> [WHAT TO DO] Only the lines from the top of the data through the one with "on input order." are to be written out, each exactly as it stands.

[Collected data entries]
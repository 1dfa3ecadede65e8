//! Topological ordering of the nuclides in a dataset.
//!
//! Every parent precedes all of its progeny, which makes the decay-rate matrix
//! and its eigenvector matrices lower triangular. The order is computed once
//! per dataset; afterwards nuclides are addressed by dense integer position.

use std::collections::{BinaryHeap, HashMap, HashSet};

use nucdecay_core::{DatasetError, Nuclide, NuclideId};

/// Bijection between nuclide ids and matrix positions in topological order.
#[derive(Debug, Clone, PartialEq, Eq)]
pub struct NuclideIndex {
    order: Vec<NuclideId>,
    positions: HashMap<NuclideId, usize>,
}

impl NuclideIndex {
    /// Order `nuclides` so parents come before progeny (Kahn's algorithm).
    ///
    /// Among nuclides that are ready at the same time the heaviest goes first
    /// (descending A, then Z, then metastable state), so the order does not
    /// depend on input order.
    pub fn build(nuclides: &[Nuclide]) -> Result<Self, DatasetError> {
        let known: HashSet<NuclideId> = nuclides.iter().map(|n| n.id).collect();

        let mut edges: HashSet<(NuclideId, NuclideId)> = HashSet::new();
        let mut in_degree: HashMap<NuclideId, usize> = known.iter().map(|id| (*id, 0)).collect();
        let mut children: HashMap<NuclideId, Vec<NuclideId>> = HashMap::new();

        for nuclide in nuclides {
            for branch in &nuclide.progeny {
                if !known.contains(&branch.id) {
                    return Err(DatasetError::UnknownProgeny {
                        parent: nuclide.id.to_string(),
                        progeny: branch.id.to_string(),
                    });
                }
                if edges.insert((nuclide.id, branch.id)) {
                    *in_degree.entry(branch.id).or_default() += 1;
                    children.entry(nuclide.id).or_default().push(branch.id);
                }
            }
        }

        let priority = |id: NuclideId| (id.a(), id.z(), id.state(), id);
        let mut ready: BinaryHeap<_> = in_degree
            .iter()
            .filter(|(_, deg)| **deg == 0)
            .map(|(id, _)| priority(*id))
            .collect();

        let mut order = Vec::with_capacity(known.len());
        while let Some((_, _, _, id)) = ready.pop() {
            order.push(id);
            for child in children.get(&id).into_iter().flatten() {
                if let Some(deg) = in_degree.get_mut(child) {
                    *deg -= 1;
                    if *deg == 0 {
                        ready.push(priority(*child));
                    }
                }
            }
        }

        if order.len() < known.len() {
            let mut stuck: Vec<NuclideId> = in_degree
                .into_iter()
                .filter(|(_, deg)| *deg > 0)
                .map(|(id, _)| id)
                .collect();
            stuck.sort();
            let names: Vec<String> = stuck.iter().map(|id| id.to_string()).collect();
            return Err(DatasetError::CyclicChain(names.join(", ")));
        }

        let positions = order.iter().enumerate().map(|(i, id)| (*id, i)).collect();
        Ok(Self { order, positions })
    }

    pub fn len(&self) -> usize {
        self.order.len()
    }

    pub fn is_empty(&self) -> bool {
        self.order.is_empty()
    }

    /// Matrix position of `id`.
    pub fn position(&self, id: NuclideId) -> Option<usize> {
        self.positions.get(&id).copied()
    }

    /// Nuclide at matrix position `pos`.
    pub fn id(&self, pos: usize) -> Option<NuclideId> {
        self.order.get(pos).copied()
    }

    /// All ids in topological order.
    pub fn ids(&self) -> &[NuclideId] {
        &self.order
    }
}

> [OUTPUT BELOW]
repository 1dfa3ecadede65e8
//! Topological ordering of the nuclides in a dataset.
//!
//! Every parent precedes all of its progeny, which makes the decay-rate matrix
//! and its eigenvector matrices lower triangular. The order is computed once
//! per dataset; afterwards nuclides are addressed by dense integer position.

use std::collections::{BinaryHeap, HashMap, HashSet};

use nucdecay_core::{DatasetError, Nuclide, NuclideId};

/// Bijection between nuclide ids and matrix positions in topological order.
#[derive(Debug, Clone, PartialEq, Eq)]
pub struct NuclideIndex {
    order: Vec<NuclideId>,
    positions: HashMap<NuclideId, usize>,
}

impl NuclideIndex {
    /// Order `nuclides` so parents come before progeny (Kahn's algorithm).
    ///
    /// Among nuclides that are ready at the same time the heaviest goes first
    /// (descending A, then Z, then metastable state), so the order does not
    /// depend on input order.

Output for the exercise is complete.